Меня заталкивают в камеру, и я, спотыкаясь, останавливаюсь. Один из стражников отстегивает меня от цепи, прикрепляет обратно мою ограничивающую подвижность металлическую планку и пинает меня.
Сильно.
Паника захлестывает, когда я лечу к задней стене, уверенная, что сейчас разобью половину лица, потому что мои лодыжки стянуты так туго, что невозможно выставить ногу вперед и остановить падение. Вместо этого я поворачиваюсь и сгибаюсь.
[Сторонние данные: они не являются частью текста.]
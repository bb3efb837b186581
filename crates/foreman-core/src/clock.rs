//! An injectable clock so timers, ping timeouts, and quarantine
//! windows can be driven by `tokio::time::pause`/`advance` in tests
//! instead of real wall-clock sleeps.

use std::sync::Arc;
use std::time::Duration;

use chrono::{DateTime, Utc};

/// Abstracts "now" and "sleep" so the rest of the core never calls
/// `chrono::Utc::now()` or `tokio::time::sleep` directly.
pub trait Clock: Send + Sync {
    fn now(&self) -> DateTime<Utc>;
    fn sleep(&self, dur: Duration) -> futures_sleep::BoxSleep;
}

/// The production clock: real time, backed by `tokio::time::sleep` so
/// it still cooperates with `tokio::time::pause`/`advance` in tests
/// that want virtual time without swapping in a different `Clock`
/// impl.
#[derive(Debug, Clone, Default)]
pub struct SystemClock;

impl Clock for SystemClock {
    fn now(&self) -> DateTime<Utc> {
        Utc::now()
    }

    fn sleep(&self, dur: Duration) -> futures_sleep::BoxSleep {
        Box::pin(tokio::time::sleep(dur))
    }
}

/// A shared handle to whichever clock the master was configured with.
pub type SharedClock = Arc<dyn Clock>;

pub fn system_clock() -> SharedClock {
    Arc::new(SystemClock)
}

/// Small module purely to keep the `BoxSleep` alias out of the trait
/// definition's line noise.
pub mod futures_sleep {
    use std::future::Future;
    use std::pin::Pin;

    pub type BoxSleep = Pin<Box<dyn Future<Output = ()> + Send>>;
}

#[cfg(test)]
mod tests {
    use super::*;

    #[tokio::test]
    async fn system_clock_now_is_monotonic_ish() {
        let clock = system_clock();
        let t1 = clock.now();
        clock.sleep(Duration::from_millis(5)).await;
        let t2 = clock.now();
        assert!(t2 >= t1);
    }
}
Мое плечо врезается в стену, верхняя часть спины скрежещет по грубо отесанному камню во взрыве зубодробительной агонии, яростные афтершоки проносятся сквозь меня ― моя плоть пылает от невыносимой боли тысячи ударов плетью.
Глубокий, обжигающий крик вырывается у меня из горла, и, кажется, эхом отражается от стен, а за ним следует леденящая тишина.
Шипя от боли, я стучу ладонью по полу в такт своей успокаивающей песне, позволяя глазам открыться. Сфокусироваться на стражнике.
Он поднимает с земли мой сломанный замок, а потом смотрит на меня так, будто это я виновата в том, что король своим железным кулаком сломал его. Он запирает мою дверь новым замком, который снял с задвижки пустой камеры, и уходит вместе с остальной моей свитой в доспехах ― их тяжелые шаги затихают в отдалении.
Ему повезло, что я закована в цепи и заперта в камере, иначе я бы сжала его сердце в кулаке за то, что он заставил меня кричать.
― Полагаю, все прошло не очень хорошо? ― спрашивает Врук, находясь так близко, что я чувствую, как его усы касаются моей руки.